Almost 50% of Thais aim to avoid using cash after pandemic ends: Visa
Nearly half of all Thai consumers – 45 per cent – are likely to avoid using money after the Covid-19 pandemic ends, Visas Consumer Payment Attitudes study showed on Wednesday.
The study also delved into which activities Thais are looking forward to spending on when recovery is underway. The top three are travelling within Thailand (35 per cent), travelling abroad to Covid-safe destinations (29 per cent) and making short getaways in their own cities (19 per cent).
“The pandemic has had a massive impact on how people live, work and shop both in Thailand and globally,” Visa Thailand country manager Suripong Tantiyanon said. “As we have crossed the one-year mark since the pandemic hit, we are taking a look at how events in the past are shaping our future.”
According to the study, other behaviours that are likely to become a new normal post-Covid are wearing a mask (62 per cent) and avoiding crowds (43 per cent).
The situation also prompted many Thais to explore different shopping channels in the present crisis, the most popular being apps and websites (65 per cent), direct delivery at home after orders via phone from local stores (47 per cent), and shopping on social media channels (44 per cent).
Thai consumers have been forced to rethink their spending priorities.

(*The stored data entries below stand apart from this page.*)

use clap::Parser;
use owo_colors::{OwoColorize, Style};
use stride_core::error::CoreError;
use stride_core::models::TaskStatus;
use stride_core::session::Session;
use tracing_subscriber::{fmt, prelude::*, EnvFilter};

mod cli;
mod commands;
mod config;
mod parser;
mod sink;
mod timezone;
mod util;
mod views;

use config::StrideConfig;
use util::CliError;

#[tokio::main]
async fn main() {
    init_tracing();
    let cli = cli::Cli::parse();

    let config = match StrideConfig::load(cli.config.as_deref()) {
        Ok(config) => config,
        Err(e) => {
            eprintln!("{} Invalid configuration: {}", "Error:".red().bold(), e);
            std::process::exit(1);
        }
    };
    let session = match open_session(&config).await {
        Ok(session) => session,
        Err(e) => {
            handle_error(e);
            std::process::exit(1);
        }
    };

    let result = match cli.command {
        cli::Commands::Add(command) => commands::add::add_task(&session, command).await,
        cli::Commands::List(command) => commands::list::list_tasks(&session, command).await,
        cli::Commands::Start(command) => {
            commands::status::set_status(&session, command, TaskStatus::InProgress).await
        }
        cli::Commands::Done(command) => {
            commands::status::set_status(&session, command, TaskStatus::Completed).await
        }
        cli::Commands::Edit(command) => commands::edit::edit_task(&session, command).await,
        cli::Commands::Delete(command) => commands::delete::delete_task(&session, command).await,
        cli::Commands::Streak => commands::streak::show_streak(&session).await,
        cli::Commands::Insights => commands::insights::show_insights(&session).await,
        cli::Commands::Notify(command) => commands::notify::notify(&session, command).await,
        cli::Commands::Seed(command) => commands::seed::seed_history(&session, command).await,
        cli::Commands::Team(command) => {
            commands::team::team_command(&session, config.roster(), command).await
        }
    };

    if let Err(e) = result {
        handle_error(e);
        std::process::exit(1);
    }
}

/// Logs go to stderr; `STRIDE_LOG` takes the usual filter syntax.
fn init_tracing() {
    let filter = EnvFilter::try_from_env("STRIDE_LOG").unwrap_or_else(|_| EnvFilter::new("warn"));
    tracing_subscriber::registry()
        .with(filter)
        .with(fmt::layer().with_writer(std::io::stderr).with_target(false))
        .init();
}

/// Opens the SQLite-backed session, or an offline one when the database is
/// unusable. Settings errors are not recoverable.
async fn open_session(config: &StrideConfig) -> anyhow::Result<Session> {
    let mut settings = config.session_settings();
    settings.timezone = timezone::normalize_timezone_input(&settings.timezone)?;

    match Session::open(settings.clone(), &config.database_path).await {
        Ok(session) => Ok(session),
        Err(e @ (CoreError::Config(_) | CoreError::InvalidTimezone(_))) => Err(e.into()),
        Err(e) => {
            tracing::warn!(error = %e, path = %config.database_path, "database unavailable");
            eprintln!(
                "{} Could not open '{}' ({}). Working offline; changes will not be saved.",
                "Warning:".yellow().bold(),
                config.database_path,
                e
            );
            Ok(Session::offline(settings)?)
        }
    }
}

fn handle_error(err: anyhow::Error) {
    let error_style = Style::new().red().bold();

    if let Some(core_error) = err.downcast_ref::<CoreError>() {
        match core_error {
            CoreError::NotFound(s) => {
                eprintln!("{} {}", "Error:".style(error_style), s);
            }
            CoreError::Validation(s) => {
                eprintln!("{} Invalid input: {}", "Error:".style(error_style), s);
            }
            CoreError::RemoteUnavailable(source) => {
                eprintln!(
                    "{} {} The change was applied locally but not saved.",
                    "Warning:".yellow().bold(),
                    source
                );
            }
            CoreError::InvalidTimezone(s) => {
                eprintln!("{} {}", "Error:".style(error_style), s.yellow());
            }
            _ => eprintln!("{} {}", "Error:".style(error_style), err),
        }
    } else if let Some(CliError::AmbiguousId(prefix, candidates)) = err.downcast_ref::<CliError>() {
        eprintln!(
            "{} Ambiguous ID '{}'.",
            "Error:".style(error_style),
            prefix
        );
        eprintln!("Did you mean one of these?");
        for (id, title) in candidates {
            eprintln!("  {} ({})", id.yellow(), title);
        }
    } else {
        eprintln!("{} {:#}", "Error:".style(error_style), err);
    }
}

According to the respondents, spending categories that experienced the largest reduction are international trips (63 per cent), going to cinemas or public events (60 per cent), buying luxury items such as bags, watches and jewellery (60 per cent), fine-dining (58 per cent), well-being treatment (57 per cent) and buying new clothes (54 per cent).
Looking ahead, in addition to domestic, international and short getaways, Thais are preparing to resume spending on gadgets (16 per cent), groceries and personal care items (15 per cent), and going out to enjoy fine-dining and out of home entertainment (10 per cent). Less than one in ten plans to upgrade home appliances (9 per cent) and spend on fashion and clothing (8 per cent).
“We strongly believe some of the behaviour shifts will become permanent rather than a temporary swing. This includes a preference for using touchless payments such as contactless cards or smartphones, which offer better experience and are safer for both buyers and sellers,” Suripong said.
“While we are hoping for a speedy return to normalcy, Visa is working with others across the payments industry and beyond to prepare for a future that has arrived sooner than we expected,” he added.